Stored items
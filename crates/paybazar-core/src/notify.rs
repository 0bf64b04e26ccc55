//! User-facing notices.
//!
//! The toast surface itself is presentation; this is the seam the core
//! raises notices through. The session gate and form submission paths
//! emit here, and the embedding decides how to render.

use std::sync::Mutex;

use tracing::{info, warn};

/// How a notice should be presented.
#[derive(Debug, Clone, Copy, PartialEq, Eq)]
pub enum Severity {
    /// Routine confirmation.
    Info,
    /// Failure the user must act on.
    Destructive,
}

/// A user-facing notice.
#[derive(Debug, Clone, PartialEq, Eq)]
pub struct Notice {
    /// Presentation severity.
    pub severity: Severity,
    /// Short headline.
    pub title: String,
    /// Supporting detail.
    pub detail: String,
}

impl Notice {
    /// Creates a routine confirmation notice.
    #[must_use]
    pub fn info(title: impl Into<String>, detail: impl Into<String>) -> Self {
        Self {
            severity: Severity::Info,
            title: title.into(),
            detail: detail.into(),
        }
    }

    /// Creates a destructive notice.
    #[must_use]
    pub fn destructive(title: impl Into<String>, detail: impl Into<String>) -> Self {
        Self {
            severity: Severity::Destructive,
            title: title.into(),
            detail: detail.into(),
        }
    }
}

/// Sink for user-facing notices.
pub trait Notifier {
    /// Delivers a notice.
    fn notify(&self, notice: Notice);
}

/// Notifier that forwards notices to the tracing pipeline.
#[derive(Debug, Default)]
pub struct TracingNotifier;

impl TracingNotifier {
    /// Creates a tracing-backed notifier.
    #[must_use]
    pub fn new() -> Self {
        Self
    }
}

impl Notifier for TracingNotifier {
    fn notify(&self, notice: Notice) {
        match notice.severity {
            Severity::Info => info!(title = %notice.title, detail = %notice.detail, "notice"),
            Severity::Destructive => {
                warn!(title = %notice.title, detail = %notice.detail, "notice");
            },
        }
    }
}

/// Notifier that records notices for assertions in tests.
#[derive(Debug, Default)]
pub struct RecordingNotifier {
    notices: Mutex<Vec<Notice>>,
}

impl RecordingNotifier {
    /// Creates an empty recorder.
    #[must_use]
    pub fn new() -> Self {
        Self::default()
    }

    /// Returns every notice delivered so far.
    ///
    /// # Panics
    ///
    /// Panics if the internal lock is poisoned.
    #[must_use]
    pub fn notices(&self) -> Vec<Notice> {
        self.notices.lock().expect("notifier lock").clone()
    }
}

impl Notifier for RecordingNotifier {
    fn notify(&self, notice: Notice) {
        if let Ok(mut notices) = self.notices.lock() {
            notices.push(notice);
        }
    }
}
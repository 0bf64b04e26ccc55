//! Persisted session state.
//!
//! The panel keeps three values between invocations: the bearer token,
//! the selected role, and the login email. They live together in one
//! store and are always cleared together; page code never touches the
//! keys directly, only the resolver does.

use std::collections::BTreeMap;
use std::path::{Path, PathBuf};
use std::sync::RwLock;

use serde::{Deserialize, Serialize};

/// Keys of the persisted session state.
#[derive(Debug, Clone, Copy, PartialEq, Eq, PartialOrd, Ord, Serialize, Deserialize)]
pub enum StorageKey {
    /// Opaque bearer token proving authentication to the backend.
    AuthToken,
    /// Persisted role string (`master` / `distributor`).
    UserRole,
    /// Email the session logged in with.
    UserEmail,
}

impl StorageKey {
    /// All keys, in the order they are persisted.
    pub const ALL: [Self; 3] = [Self::AuthToken, Self::UserRole, Self::UserEmail];

    /// Returns the persisted name of the key.
    #[must_use]
    pub const fn as_str(&self) -> &'static str {
        match self {
            Self::AuthToken => "authToken",
            Self::UserRole => "userRole",
            Self::UserEmail => "userEmail",
        }
    }
}

/// Errors from a session store.
#[derive(Debug, thiserror::Error)]
pub enum StoreError {
    /// I/O error reading or writing the backing file.
    #[error("session store I/O error: {0}")]
    Io(#[from] std::io::Error),

    /// The backing file does not hold a valid session document.
    #[error("session store serialization error: {0}")]
    Serialization(String),

    /// Internal lock poisoned.
    #[error("internal lock poisoned")]
    LockPoisoned,
}

/// Storage for the persisted session state.
///
/// Implementations must make `clear` remove every key: partial session
/// state (a role without a token, or vice versa) is never valid.
pub trait SessionStore {
    /// Reads a value.
    ///
    /// # Errors
    ///
    /// Returns an error if the backing storage cannot be read.
    fn get(&self, key: StorageKey) -> Result<Option<String>, StoreError>;

    /// Writes a value.
    ///
    /// # Errors
    ///
    /// Returns an error if the backing storage cannot be written.
    fn set(&self, key: StorageKey, value: &str) -> Result<(), StoreError>;

    /// Removes a value.
    ///
    /// # Errors
    ///
    /// Returns an error if the backing storage cannot be written.
    fn remove(&self, key: StorageKey) -> Result<(), StoreError>;

    /// Removes every session key.
    ///
    /// # Errors
    ///
    /// Returns an error if the backing storage cannot be written.
    fn clear(&self) -> Result<(), StoreError> {
        for key in StorageKey::ALL {
            self.remove(key)?;
        }
        Ok(())
    }
}

/// In-memory session store, used by tests and single-run embedding.
#[derive(Debug, Default)]
pub struct MemoryStore {
    values: RwLock<BTreeMap<StorageKey, String>>,
}

impl MemoryStore {
    /// Creates an empty store.
    #[must_use]
    pub fn new() -> Self {
        Self::default()
    }
}

impl SessionStore for MemoryStore {
    fn get(&self, key: StorageKey) -> Result<Option<String>, StoreError> {
        let values = self.values.read().map_err(|_| StoreError::LockPoisoned)?;
        Ok(values.get(&key).cloned())
    }

    fn set(&self, key: StorageKey, value: &str) -> Result<(), StoreError> {
        let mut values = self.values.write().map_err(|_| StoreError::LockPoisoned)?;
        values.insert(key, value.to_string());
        Ok(())
    }

    fn remove(&self, key: StorageKey) -> Result<(), StoreError> {
        let mut values = self.values.write().map_err(|_| StoreError::LockPoisoned)?;
        values.remove(&key);
        Ok(())
    }
}

/// Session document as persisted on disk.
///
/// Field names match the storage keys so the file reads as the familiar
/// `authToken` / `userRole` / `userEmail` triple.
#[derive(Debug, Default, Serialize, Deserialize)]
struct SessionDocument {
    #[serde(default, skip_serializing_if = "Option::is_none", rename = "authToken")]
    auth_token: Option<String>,

    #[serde(default, skip_serializing_if = "Option::is_none", rename = "userRole")]
    user_role: Option<String>,

    #[serde(default, skip_serializing_if = "Option::is_none", rename = "userEmail")]
    user_email: Option<String>,
}

impl SessionDocument {
    fn field(&self, key: StorageKey) -> &Option<String> {
        match key {
            StorageKey::AuthToken => &self.auth_token,
            StorageKey::UserRole => &self.user_role,
            StorageKey::UserEmail => &self.user_email,
        }
    }

    fn field_mut(&mut self, key: StorageKey) -> &mut Option<String> {
        match key {
            StorageKey::AuthToken => &mut self.auth_token,
            StorageKey::UserRole => &mut self.user_role,
            StorageKey::UserEmail => &mut self.user_email,
        }
    }
}

/// File-backed session store.
///
/// Reads through to the file on every access (the document is tiny) and
/// writes atomically: serialize to a sibling temp file, then rename over
/// the target. A missing file is an empty session, not an error.
#[derive(Debug)]
pub struct FileStore {
    path: PathBuf,
}

impl FileStore {
    /// Creates a store backed by `path`.
    ///
    /// The parent directory is created on first write, not here.
    #[must_use]
    pub fn new(path: impl Into<PathBuf>) -> Self {
        Self { path: path.into() }
    }

    /// Returns the backing file path.
    #[must_use]
    pub fn path(&self) -> &Path {
        &self.path
    }

    fn load(&self) -> Result<SessionDocument, StoreError> {
        let content = match std::fs::read_to_string(&self.path) {
            Ok(content) => content,
            Err(e) if e.kind() == std::io::ErrorKind::NotFound => {
                return Ok(SessionDocument::default());
            },
            Err(e) => return Err(StoreError::Io(e)),
        };

        serde_json::from_str(&content).map_err(|e| StoreError::Serialization(e.to_string()))
    }

    fn persist(&self, document: &SessionDocument) -> Result<(), StoreError> {
        if let Some(parent) = self.path.parent() {
            if !parent.as_os_str().is_empty() {
                std::fs::create_dir_all(parent)?;
            }
        }

        let content = serde_json::to_string_pretty(document)
            .map_err(|e| StoreError::Serialization(e.to_string()))?;

        let tmp = self.path.with_extension("tmp");
        std::fs::write(&tmp, content)?;
        std::fs::rename(&tmp, &self.path)?;
        Ok(())
    }
}

impl SessionStore for FileStore {
    fn get(&self, key: StorageKey) -> Result<Option<String>, StoreError> {
        Ok(self.load()?.field(key).clone())
    }

    fn set(&self, key: StorageKey, value: &str) -> Result<(), StoreError> {
        let mut document = self.load()?;
        *document.field_mut(key) = Some(value.to_string());
        self.persist(&document)
    }

    fn remove(&self, key: StorageKey) -> Result<(), StoreError> {
        let mut document = self.load()?;
        *document.field_mut(key) = None;
        self.persist(&document)
    }

    fn clear(&self) -> Result<(), StoreError> {
        // One write instead of three read-modify-write cycles.
        self.persist(&SessionDocument::default())
    }
}

#[cfg(test)]
mod tests {
    use super::*;

    #[test]
    fn test_storage_key_names() {
        assert_eq!(StorageKey::AuthToken.as_str(), "authToken");
        assert_eq!(StorageKey::UserRole.as_str(), "userRole");
        assert_eq!(StorageKey::UserEmail.as_str(), "userEmail");
    }

    #[test]
    fn test_memory_store_round_trip() {
        let store = MemoryStore::new();
        assert_eq!(store.get(StorageKey::AuthToken).unwrap(), None);

        store.set(StorageKey::AuthToken, "tok").unwrap();
        assert_eq!(
            store.get(StorageKey::AuthToken).unwrap().as_deref(),
            Some("tok")
        );

        store.remove(StorageKey::AuthToken).unwrap();
        assert_eq!(store.get(StorageKey::AuthToken).unwrap(), None);
    }

    #[test]
    fn test_memory_store_clear_removes_all_keys() {
        let store = MemoryStore::new();
        store.set(StorageKey::AuthToken, "tok").unwrap();
        store.set(StorageKey::UserRole, "master").unwrap();
        store.set(StorageKey::UserEmail, "a@b.com").unwrap();

        store.clear().unwrap();

        for key in StorageKey::ALL {
            assert_eq!(store.get(key).unwrap(), None);
        }
    }

    #[test]
    fn test_file_store_round_trip() {
        let dir = tempfile::tempdir().unwrap();
        let path = dir.path().join("session.json");
        let store = FileStore::new(&path);

        // Missing file reads as empty.
        assert_eq!(store.get(StorageKey::UserRole).unwrap(), None);

        store.set(StorageKey::AuthToken, "tok").unwrap();
        store.set(StorageKey::UserRole, "distributor").unwrap();

        // A fresh store over the same path sees the persisted values.
        let reopened = FileStore::new(&path);
        assert_eq!(
            reopened.get(StorageKey::AuthToken).unwrap().as_deref(),
            Some("tok")
        );
        assert_eq!(
            reopened.get(StorageKey::UserRole).unwrap().as_deref(),
            Some("distributor")
        );
    }

    #[test]
    fn test_file_store_clear_empties_document() {
        let dir = tempfile::tempdir().unwrap();
        let path = dir.path().join("session.json");
        let store = FileStore::new(&path);

        store.set(StorageKey::AuthToken, "tok").unwrap();
        store.set(StorageKey::UserEmail, "a@b.com").unwrap();
        store.clear().unwrap();

        for key in StorageKey::ALL {
            assert_eq!(store.get(key).unwrap(), None);
        }
    }

    #[test]
    fn test_file_store_persisted_key_names() {
        let dir = tempfile::tempdir().unwrap();
        let path = dir.path().join("session.json");
        let store = FileStore::new(&path);

        store.set(StorageKey::AuthToken, "tok").unwrap();
        store.set(StorageKey::UserRole, "master").unwrap();

        let raw = std::fs::read_to_string(&path).unwrap();
        assert!(raw.contains("authToken"));
        assert!(raw.contains("userRole"));
    }

    #[test]
    fn test_file_store_rejects_corrupt_document() {
        let dir = tempfile::tempdir().unwrap();
        let path = dir.path().join("session.json");
        std::fs::write(&path, "not json").unwrap();

        let store = FileStore::new(&path);
        assert!(matches!(
            store.get(StorageKey::AuthToken),
            Err(StoreError::Serialization(_))
        ));
    }
}
use serde::Serialize;

use super::dishes::{
    top_by_revenue, trending_down, trending_up, DishPerformance, LOW_ORDER_THRESHOLD,
    STRONG_TREND_PERCENT,
};

#[derive(Debug, Clone, Copy, PartialEq, Eq, Serialize)]
#[serde(rename_all = "snake_case")]
pub enum InsightKind {
    TopRevenue,
    TrendingUp,
    TrendingDown,
    LowOrders,
}

#[derive(Debug, Clone, Serialize)]
pub struct Insight {
    pub kind: InsightKind,
    pub message: String,
}

/// Templated one-line summaries, at most one per [`InsightKind`]
pub fn generate_insights(performances: &[DishPerformance]) -> Vec<Insight> {
    let mut insights = Vec::new();

    let total_revenue: f64 = performances.iter().map(|p| p.total_revenue).sum();
    if let Some(top) = top_by_revenue(performances, 1).first() {
        if total_revenue > 0.0 && top.total_revenue > 0.0 {
            let share = top.total_revenue / total_revenue * 100.0;
            insights.push(Insight {
                kind: InsightKind::TopRevenue,
                message: format!(
                    "{} is your top earner, bringing in {share:.0}% of dish revenue",
                    top.name
                ),
            });
        }
    }

    if let Some(rising) = trending_up(performances, 1).first() {
        if rising.trend_percentage > STRONG_TREND_PERCENT {
            insights.push(Insight {
                kind: InsightKind::TrendingUp,
                message: format!(
                    "{} orders are up {:.0}% on the previous period",
                    rising.name, rising.trend_percentage
                ),
            });
        }
    }

    if let Some(falling) = trending_down(performances, 1).first() {
        if falling.trend_percentage < -STRONG_TREND_PERCENT {
            insights.push(Insight {
                kind: InsightKind::TrendingDown,
                message: format!(
                    "{} orders are down {:.0}% on the previous period",
                    falling.name,
                    falling.trend_percentage.abs()
                ),
            });
        }
    }

    let low = performances
        .iter()
        .filter(|p| p.is_available && p.order_count < LOW_ORDER_THRESHOLD)
        .count();
    if low > 0 {
        let message = if low == 1 {
            format!("1 dish has fewer than {LOW_ORDER_THRESHOLD} orders this period")
        } else {
            format!("{low} dishes have fewer than {LOW_ORDER_THRESHOLD} orders this period")
        };
        insights.push(Insight {
            kind: InsightKind::LowOrders,
            message,
        });
    }

    insights
}
use serde::{Deserialize, Serialize};
use std::fmt;

use super::order::PaymentType;

/// Customer number reserved for anonymous walk-in orders
pub const WALK_IN_CUSTOMER_NUMBER: i64 = -1;

#[derive(Debug, Clone, Copy, PartialEq, Eq, Serialize, Deserialize)]
#[serde(rename_all = "snake_case")]
pub enum Role {
    Customer,
    Receptionist,
    Admin,
    MasterAdmin,
}

impl fmt::Display for Role {
    fn fmt(&self, f: &mut fmt::Formatter<'_>) -> fmt::Result {
        match self {
            Self::Customer => write!(f, "customer"),
            Self::Receptionist => write!(f, "receptionist"),
            Self::Admin => write!(f, "admin"),
            Self::MasterAdmin => write!(f, "master_admin"),
        }
    }
}

#[derive(Debug, Deserialize, Serialize, Clone)]
pub struct Customer {
    pub id: String,
    pub name: String,
    pub email: String,
    #[serde(default)]
    pub phone: Option<String>,
    pub role: Role,
    pub payment_type: PaymentType,
    /// Running outstanding amount for monthly billing
    #[serde(default)]
    pub monthly_balance: f64,
    /// Cumulative value of approved orders
    #[serde(default)]
    pub total_spent: f64,
    pub customer_number: i64,
    #[serde(default)]
    pub is_first_login: bool,
}

impl Customer {
    pub fn is_monthly(&self) -> bool {
        self.payment_type == PaymentType::Monthly
    }

    pub fn is_walk_in(&self) -> bool {
        self.customer_number == WALK_IN_CUSTOMER_NUMBER
    }

    pub fn has_outstanding_balance(&self) -> bool {
        self.is_monthly() && self.monthly_balance > 0.0
    }

    /// Amount already paid off. Deliberately unclamped: a negative value
    /// means the stored balance and spend disagree.
    pub fn paid_amount(&self) -> f64 {
        self.total_spent - self.monthly_balance
    }
}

→ **What needs to be done**
Would you copy every line of the entries that includes the word "than"?

→ **Answer box**
            format!("1 dish has fewer than {LOW_ORDER_THRESHOLD} orders this period")
            format!("{low} dishes have fewer than {LOW_ORDER_THRESHOLD} orders this period")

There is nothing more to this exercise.